The Naïve Bayes classifiers are based on the probability models that integrate class
conditional assumptions (Quattoni et al., 2004) We basically estimate the probabilities
that an object from each class will fall in every cell of the discrete variables (every
probable discrete value of the vector variable X), and then we employ Bayes theorem to
create a classification. This technique computes the conditional probabilities of the
diverse classes given the values of attributes of an unidentified sample and then the
classifier will calculate that the sample belongs to the class having the maximum
posterior probability. If an instance is represented by an n-dimensional feature vector,
(x1, x2,…, xn), a sample is classified to a class c from a set of probable classes C
according to the highest posteriori (MAP) decision rule, mentioned in chapter 3.
Classify (a1, a2,…..an) = argmax p(C=c)∏ p(xi|C = c)ni=1 (3)

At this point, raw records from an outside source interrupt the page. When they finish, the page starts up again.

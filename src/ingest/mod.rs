//! Frame capture.
//!
//! - `stub://name?width=&height=&fps=&frames=`: generated frames, no hardware.
//! - Stream URLs and device indices: GStreamer (feature: capture-gstreamer).
//!
//! A worker owns its capture exclusively and releases it on every exit path.

mod synthetic;
#[cfg(feature = "capture-gstreamer")]
mod gst_capture;

pub use synthetic::{SyntheticConfig, SyntheticSource};

use anyhow::{bail, Result};

use crate::camera::CameraSource;
use crate::frame::Frame;

/// A live frame stream.
pub trait CaptureSource: Send {
    /// Read the next frame.
    ///
    /// `Ok(None)` is an empty read (no frame ready). Both empty and failed
    /// reads count toward the worker's consecutive failure budget.
    fn read(&mut self) -> Result<Option<Frame>>;

    /// Release the underlying device or stream. Safe to call more than once.
    fn release(&mut self);
}

/// Opens captures for camera sources.
pub trait CaptureOpener: Send + Sync {
    fn open(&self, source: &CameraSource) -> Result<Box<dyn CaptureSource>>;
}

/// Capture for a configured camera source.
///
/// Synthetic for `stub://` URLs, GStreamer for everything else when the
/// `capture-gstreamer` feature is enabled.
pub struct CameraCapture {
    backend: CaptureBackend,
    released: bool,
}

enum CaptureBackend {
    Synthetic(SyntheticSource),
    #[cfg(feature = "capture-gstreamer")]
    Gstreamer(gst_capture::GstreamerSource),
}

impl CameraCapture {
    pub fn open(source: &CameraSource) -> Result<Self> {
        let backend = match source {
            CameraSource::Missing => bail!("camera has no source configured"),
            CameraSource::Stream(url) if url.starts_with("stub://") => {
                CaptureBackend::Synthetic(SyntheticSource::new(SyntheticConfig::from_url(url)?))
            }
            _ => {
                #[cfg(feature = "capture-gstreamer")]
                {
                    CaptureBackend::Gstreamer(gst_capture::GstreamerSource::open(source)?)
                }
                #[cfg(not(feature = "capture-gstreamer"))]
                {
                    bail!("capturing from {} requires the capture-gstreamer feature", source)
                }
            }
        };
        log::info!("capture opened: {}", source);
        Ok(Self {
            backend,
            released: false,
        })
    }
}

impl CaptureSource for CameraCapture {
    fn read(&mut self) -> Result<Option<Frame>> {
        if self.released {
            bail!("capture already released");
        }
        match &mut self.backend {
            CaptureBackend::Synthetic(source) => source.next_frame(),
            #[cfg(feature = "capture-gstreamer")]
            CaptureBackend::Gstreamer(source) => source.next_frame(),
        }
    }

    fn release(&mut self) {
        if self.released {
            return;
        }
        self.released = true;
        match &mut self.backend {
            CaptureBackend::Synthetic(source) => source.release(),
            #[cfg(feature = "capture-gstreamer")]
            CaptureBackend::Gstreamer(source) => source.release(),
        }
    }
}

impl Drop for CameraCapture {
    fn drop(&mut self) {
        self.release();
    }
}

/// Default opener used by `countd`.
#[derive(Clone, Copy, Debug, Default)]
pub struct SourceOpener;

impl CaptureOpener for SourceOpener {
    fn open(&self, source: &CameraSource) -> Result<Box<dyn CaptureSource>> {
        Ok(Box::new(CameraCapture::open(source)?))
    }
}

#[cfg(test)]
mod tests {
    use super::*;

    #[test]
    fn stub_sources_open_without_hardware() -> Result<()> {
        let mut capture =
            SourceOpener.open(&CameraSource::Stream("stub://dock?width=64&height=48&fps=0".into()))?;
        let frame = capture.read()?.expect("synthetic frame");
        assert_eq!((frame.width, frame.height), (64, 48));
        capture.release();
        assert!(capture.read().is_err());
        Ok(())
    }

    #[test]
    fn missing_source_is_rejected() {
        assert!(SourceOpener.open(&CameraSource::Missing).is_err());
    }

    #[cfg(not(feature = "capture-gstreamer"))]
    #[test]
    fn real_sources_need_gstreamer() {
        let err = SourceOpener.open(&CameraSource::Device(0)).err().expect("must fail");
        assert!(err.to_string().contains("capture-gstreamer"));
    }
}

The conditional probability in the above calibration is obtained from the estimates of the
possibility mass function using the training data. Even though the self-determination
assumption may not be a practical model of the probabilities involved, it may still permit
relatively correct classification performance.
4.3.4 Observations
In this section, the results from all three experiments are discussed. The situations and
emotions where there occurs a great arousal, such as horror and melancholy were easy to
identify, whereas the lower arousal emotions, such as joy and sadness were meagerly
distinguishable. The present work is an attempt to such an end and hopes to find out the
methods and ways to achieve the goal of affective communication. This experiment has a
drawback that it is not based on the natural / real emotional states, but the induced
emotions are being observed and analyzed. The other factor of importance is the
emotional responses that are purely dependent upon the regulation capability of the
individual. The signals from the experimental subjects were gathered and diverse features
were extracted. The prediction performance was evaluated using 10-fold cross validation:
10 samples were pulled out as the test samples, and the residual samples were used to train
the classifiers. The objective was to develop and train a system that accepts the various
physiological variables as input and predicts the participant’s affective state. Few
examples of the statistics variation are shown below:
GSR Variation
Fig. 4.3: Variation in GSR
BVP Variations
Fig. 4.4: Variation in Blood volume Pulse (BVP)
Temperature Variation
Fig. 4.5: Variation in Temperature
4.4 CONCLUSIONS
The results from the experiments illustrate a promising correlation among the emotional
tension and the monitored physiological signals. The tests performed with the classifiers
have recognized the user emotional states on the basis of the features extracted from the
physiological signals. These results have exposed that, below the controlled conditions,
the simultaneous monitoring and simultaneous processing of three physiological signals:
BVP, GSR, and ST are complete success. This work corresponds to the data collected in
the controlled laboratory settings. However, the controlled setting in a laboratory is not
suitable for mobile emotion monitoring, because the physical activity affects the
measured physiological signals. The automated induction of an accurate physiological
response was followed by the prediction models. It is interesting to know that for
predicting all three parameters the accuracy levels were surprisingly high. The
physiological responses follow directly from the changes in affect and thus can be used as
the key predictors of an affective state. Although biofeedback devices can be used to
obtain actual physiological signals, it may be impractical to require the users to
biofeedback equipment and then deploy an additional hardware with the applications.